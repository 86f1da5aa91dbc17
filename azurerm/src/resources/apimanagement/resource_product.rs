use async_trait::async_trait;
use tfplug::context::Context;
use tfplug::plan_modifier::{RequiresReplace, UseStateForUnknown};
use tfplug::resource::{
    ConfigureResourceRequest, ConfigureResourceResponse, CreateResourceRequest,
    CreateResourceResponse, DeleteResourceRequest, DeleteResourceResponse,
    ImportResourceStateRequest, ImportResourceStateResponse, ReadResourceRequest,
    ReadResourceResponse, Resource, ResourceSchemaRequest, ResourceSchemaResponse,
    ResourceWithConfigure, ResourceWithImportState, UpdateResourceRequest, UpdateResourceResponse,
    ValidateResourceConfigRequest, ValidateResourceConfigResponse,
};
use tfplug::schema::{AttributeBuilder, AttributeType, SchemaBuilder};
use tfplug::types::{Diagnostic, DynamicValue};
use tracing::info;

use super::service::{non_empty, parent_attributes, parent_service_id};
use crate::api::apimanagement::{Product, ProductProperties};
use crate::api::{ApiError, Client};
use crate::parse::{ProductId, ResourceId};
use crate::resources::common::{
    api_diagnostic, attr, create_failed, ensure_absent, import_by_id, not_configured, read_failed,
    read_response, required_string, state_id, store_provider_data, update_failed, StateWriter,
    WriteMode,
};
use crate::validate::attribute;
use crate::AzureRmProviderData;

const TYPE_NAME: &str = "azurerm_api_management_product";

const STATE_PUBLISHED: &str = "published";
const STATE_NOT_PUBLISHED: &str = "notPublished";

#[derive(Default)]
pub struct ApiManagementProductResource {
    provider_data: Option<AzureRmProviderData>,
}

impl ApiManagementProductResource {
    pub fn new() -> Self {
        Self::default()
    }
}

#[async_trait]
impl Resource for ApiManagementProductResource {
    fn type_name(&self) -> &str {
        TYPE_NAME
    }

    async fn schema(
        &self,
        _ctx: Context,
        _request: ResourceSchemaRequest,
    ) -> ResourceSchemaResponse {
        let [service, group] = parent_attributes();

        let schema = SchemaBuilder::new()
            .version(0)
            .description("Manages a product grouping APIs for subscription")
            .attribute(
                AttributeBuilder::new("id", AttributeType::String)
                    .computed()
                    .plan_modifier(UseStateForUnknown::create())
                    .build(),
            )
            .attribute(
                AttributeBuilder::new("product_id", AttributeType::String)
                    .required()
                    .validator(attribute::api_management_child_name())
                    .plan_modifier(RequiresReplace::create())
                    .build(),
            )
            .attribute(service)
            .attribute(group)
            .attribute(
                AttributeBuilder::new("display_name", AttributeType::String)
                    .required()
                    .build(),
            )
            .attribute(
                AttributeBuilder::new("published", AttributeType::Bool)
                    .required()
                    .build(),
            )
            .attribute(
                AttributeBuilder::new("subscription_required", AttributeType::Bool)
                    .required()
                    .build(),
            )
            .attribute(
                AttributeBuilder::new("approval_required", AttributeType::Bool)
                    .description("Whether subscriptions need administrator approval")
                    .optional()
                    .build(),
            )
            .attribute(
                AttributeBuilder::new("subscriptions_limit", AttributeType::Number)
                    .description("Maximum number of subscriptions per user")
                    .optional()
                    .build(),
            )
            .attribute(
                AttributeBuilder::new("description", AttributeType::String)
                    .optional()
                    .build(),
            )
            .attribute(
                AttributeBuilder::new("terms", AttributeType::String)
                    .optional()
                    .build(),
            )
            .build();

        ResourceSchemaResponse {
            schema,
            diagnostics: vec![],
        }
    }

    async fn validate(
        &self,
        _ctx: Context,
        request: ValidateResourceConfigRequest,
    ) -> ValidateResourceConfigResponse {
        ValidateResourceConfigResponse {
            diagnostics: validate_subscription_settings(&request.config),
        }
    }

    async fn create(&self, ctx: Context, request: CreateResourceRequest) -> CreateResourceResponse {
        let Some(provider_data) = &self.provider_data else {
            return create_failed(not_configured());
        };
        let client = &provider_data.client;

        let id = match product_id(client, &request.config) {
            Ok(id) => id,
            Err(diag) => return create_failed(diag),
        };

        let api = client.api_management();
        if let Err(diag) = ensure_absent(api.get_product(&id).await, &id.id()) {
            return create_failed(diag);
        }

        info!("Creating product {}", id);
        if let Err(e) = api
            .create_or_update_product(&ctx, &id, &expand_product(&request.config))
            .await
        {
            return create_failed(api_diagnostic(
                format!("Failed to create product {:?}", id.name),
                &e,
            ));
        }

        let mut new_state = request.planned_state;
        let mut diagnostics = vec![];
        if let Err(e) = refresh(client, &id, &mut new_state, WriteMode::Apply).await {
            diagnostics.push(api_diagnostic("Failed to read created product", &e));
        }

        CreateResourceResponse {
            new_state,
            private: vec![],
            diagnostics,
        }
    }

    async fn read(&self, _ctx: Context, request: ReadResourceRequest) -> ReadResourceResponse {
        let Some(provider_data) = &self.provider_data else {
            return read_failed(request.current_state, request.private, not_configured());
        };

        let id = match state_id(&request.current_state, ProductId::parse) {
            Ok(id) => id,
            Err(diag) => return read_failed(request.current_state, request.private, diag),
        };

        let mut state = request.current_state.clone();
        let result = refresh(&provider_data.client, &id, &mut state, WriteMode::Refresh)
            .await
            .map(|_| state);
        read_response(
            TYPE_NAME,
            &id.id(),
            result,
            request.current_state,
            request.private,
        )
    }

    async fn update(&self, ctx: Context, request: UpdateResourceRequest) -> UpdateResourceResponse {
        let Some(provider_data) = &self.provider_data else {
            return update_failed(request.prior_state, not_configured());
        };
        let client = &provider_data.client;

        let id = match state_id(&request.prior_state, ProductId::parse) {
            Ok(id) => id,
            Err(diag) => return update_failed(request.prior_state, diag),
        };

        info!("Updating product {}", id);
        if let Err(e) = client
            .api_management()
            .create_or_update_product(&ctx, &id, &expand_product(&request.config))
            .await
        {
            return update_failed(
                request.prior_state,
                api_diagnostic(format!("Failed to update product {:?}", id.name), &e),
            );
        }

        let mut new_state = request.planned_state;
        let mut diagnostics = vec![];
        if let Err(e) = refresh(client, &id, &mut new_state, WriteMode::Apply).await {
            diagnostics.push(api_diagnostic("Failed to read updated product", &e));
        }

        UpdateResourceResponse {
            new_state,
            private: vec![],
            diagnostics,
        }
    }

    async fn delete(&self, ctx: Context, request: DeleteResourceRequest) -> DeleteResourceResponse {
        let mut diagnostics = vec![];

        let Some(provider_data) = &self.provider_data else {
            diagnostics.push(not_configured());
            return DeleteResourceResponse { diagnostics };
        };

        match state_id(&request.prior_state, ProductId::parse) {
            Ok(id) => {
                info!("Deleting product {}", id);
                if let Err(e) = provider_data
                    .client
                    .api_management()
                    .delete_product(&ctx, &id)
                    .await
                {
                    diagnostics.push(api_diagnostic(
                        format!("Failed to delete product {:?}", id.name),
                        &e,
                    ));
                }
            }
            Err(diag) => diagnostics.push(diag),
        }

        DeleteResourceResponse { diagnostics }
    }

    fn as_import_state(&self) -> Option<&dyn ResourceWithImportState> {
        Some(self)
    }
}

#[async_trait]
impl ResourceWithConfigure for ApiManagementProductResource {
    async fn configure(
        &mut self,
        _ctx: Context,
        request: ConfigureResourceRequest,
    ) -> ConfigureResourceResponse {
        ConfigureResourceResponse {
            diagnostics: store_provider_data(&mut self.provider_data, request.provider_data),
        }
    }
}

#[async_trait]
impl ResourceWithImportState for ApiManagementProductResource {
    async fn import_state(
        &self,
        ctx: Context,
        request: ImportResourceStateRequest,
    ) -> ImportResourceStateResponse {
        import_by_id(&ctx, request, ProductId::parse)
    }
}

/// Approval and limits only apply to products that take subscriptions.
/// Unknown values are left for apply time.
fn validate_subscription_settings(config: &DynamicValue) -> Vec<Diagnostic> {
    let mut diagnostics = vec![];

    let required = config.get(&attr("subscription_required"));
    let approval = config.get(&attr("approval_required"));
    let limit = config.get(&attr("subscriptions_limit"));
    if required.is_unknown() || approval.is_unknown() || limit.is_unknown() {
        return diagnostics;
    }

    let subscription_required = config
        .get_optional_bool(&attr("subscription_required"))
        .unwrap_or(false);
    let approval_required = config
        .get_optional_bool(&attr("approval_required"))
        .unwrap_or(false);
    let limited = limit.is_known();

    if limited && !subscription_required {
        diagnostics.push(
            Diagnostic::error(
                "Invalid subscriptions_limit",
                "`subscription_required` must be true to set `subscriptions_limit`",
            )
            .with_attribute(attr("subscriptions_limit")),
        );
    }
    if approval_required && !subscription_required {
        diagnostics.push(
            Diagnostic::error(
                "Invalid approval_required",
                "`subscription_required` must be true to use `approval_required`",
            )
            .with_attribute(attr("approval_required")),
        );
    }
    if approval_required && !limited {
        diagnostics.push(
            Diagnostic::error(
                "Missing subscriptions_limit",
                "`subscriptions_limit` must be set to use `approval_required`",
            )
            .with_attribute(attr("subscriptions_limit")),
        );
    }

    diagnostics
}

fn product_id(client: &Client, config: &DynamicValue) -> Result<ProductId, Diagnostic> {
    let service = parent_service_id(client, config)?;
    Ok(ProductId::new(
        &service.subscription_id,
        &service.resource_group,
        &service.name,
        &required_string(config, "product_id")?,
    ))
}

fn expand_product(config: &DynamicValue) -> Product {
    let subscription_required = config
        .get_optional_bool(&attr("subscription_required"))
        .unwrap_or(false);
    let published = config.get_optional_bool(&attr("published")).unwrap_or(false);

    // The service rejects approval and limits on open products
    let (approval_required, subscriptions_limit) = if subscription_required {
        (
            config.get_optional_bool(&attr("approval_required")),
            config.get_optional_i64(&attr("subscriptions_limit")),
        )
    } else {
        (None, None)
    };

    Product {
        properties: ProductProperties {
            display_name: config
                .get_optional_string(&attr("display_name"))
                .unwrap_or_default(),
            description: config.get_optional_string(&attr("description")),
            terms: config.get_optional_string(&attr("terms")),
            subscription_required: Some(subscription_required),
            approval_required,
            subscriptions_limit,
            state: Some(
                if published {
                    STATE_PUBLISHED
                } else {
                    STATE_NOT_PUBLISHED
                }
                .to_string(),
            ),
        },
    }
}

async fn refresh(
    client: &Client,
    id: &ProductId,
    state: &mut DynamicValue,
    mode: WriteMode,
) -> Result<(), ApiError> {
    let remote = client.api_management().get_product(id).await?;
    let props = &remote.properties;
    let published = props.state.as_deref().map(|s| s == STATE_PUBLISHED);
    let subscription_required = props.subscription_required.unwrap_or(false);

    let mut writer = StateWriter::new(state, mode);
    writer
        .always("id", id.id())
        .always("product_id", id.name.clone())
        .always("api_management_name", id.service_name.clone())
        .always("resource_group_name", id.resource_group.clone())
        .string("display_name", Some(props.display_name.as_str()))
        .bool("published", published)
        .bool("subscription_required", Some(subscription_required))
        .string("description", non_empty(props.description.as_deref()))
        .string("terms", non_empty(props.terms.as_deref()));

    // Open products report these as defaults the configuration never set
    if subscription_required {
        writer
            .bool("approval_required", props.approval_required)
            .i64("subscriptions_limit", props.subscriptions_limit);
    } else {
        writer
            .bool("approval_required", None)
            .i64("subscriptions_limit", None);
    }

    Ok(())
}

◆ EXERCISE INSTRUCTIONS:
After locating the line that contains "fn type_name(&self) ->", please copy exactly every line from the start of the records through it, and nothing else.

◆ REPLY TO THE EXERCISE:
repository 86f1da5aa91dbc17
filename azurerm/src/resources/apimanagement/resource_product.rs
use async_trait::async_trait;
use tfplug::context::Context;
use tfplug::plan_modifier::{RequiresReplace, UseStateForUnknown};
use tfplug::resource::{
    ConfigureResourceRequest, ConfigureResourceResponse, CreateResourceRequest,
    CreateResourceResponse, DeleteResourceRequest, DeleteResourceResponse,
    ImportResourceStateRequest, ImportResourceStateResponse, ReadResourceRequest,
    ReadResourceResponse, Resource, ResourceSchemaRequest, ResourceSchemaResponse,
    ResourceWithConfigure, ResourceWithImportState, UpdateResourceRequest, UpdateResourceResponse,
    ValidateResourceConfigRequest, ValidateResourceConfigResponse,
};
use tfplug::schema::{AttributeBuilder, AttributeType, SchemaBuilder};
use tfplug::types::{Diagnostic, DynamicValue};
use tracing::info;

use super::service::{non_empty, parent_attributes, parent_service_id};
use crate::api::apimanagement::{Product, ProductProperties};
use crate::api::{ApiError, Client};
use crate::parse::{ProductId, ResourceId};
use crate::resources::common::{
    api_diagnostic, attr, create_failed, ensure_absent, import_by_id, not_configured, read_failed,
    read_response, required_string, state_id, store_provider_data, update_failed, StateWriter,
    WriteMode,
};
use crate::validate::attribute;
use crate::AzureRmProviderData;

const TYPE_NAME: &str = "azurerm_api_management_product";

const STATE_PUBLISHED: &str = "published";
const STATE_NOT_PUBLISHED: &str = "notPublished";

#[derive(Default)]
pub struct ApiManagementProductResource {
    provider_data: Option<AzureRmProviderData>,
}

impl ApiManagementProductResource {
    pub fn new() -> Self {
        Self::default()
    }
}

#[async_trait]
impl Resource for ApiManagementProductResource {
    fn type_name(&self) -> &str {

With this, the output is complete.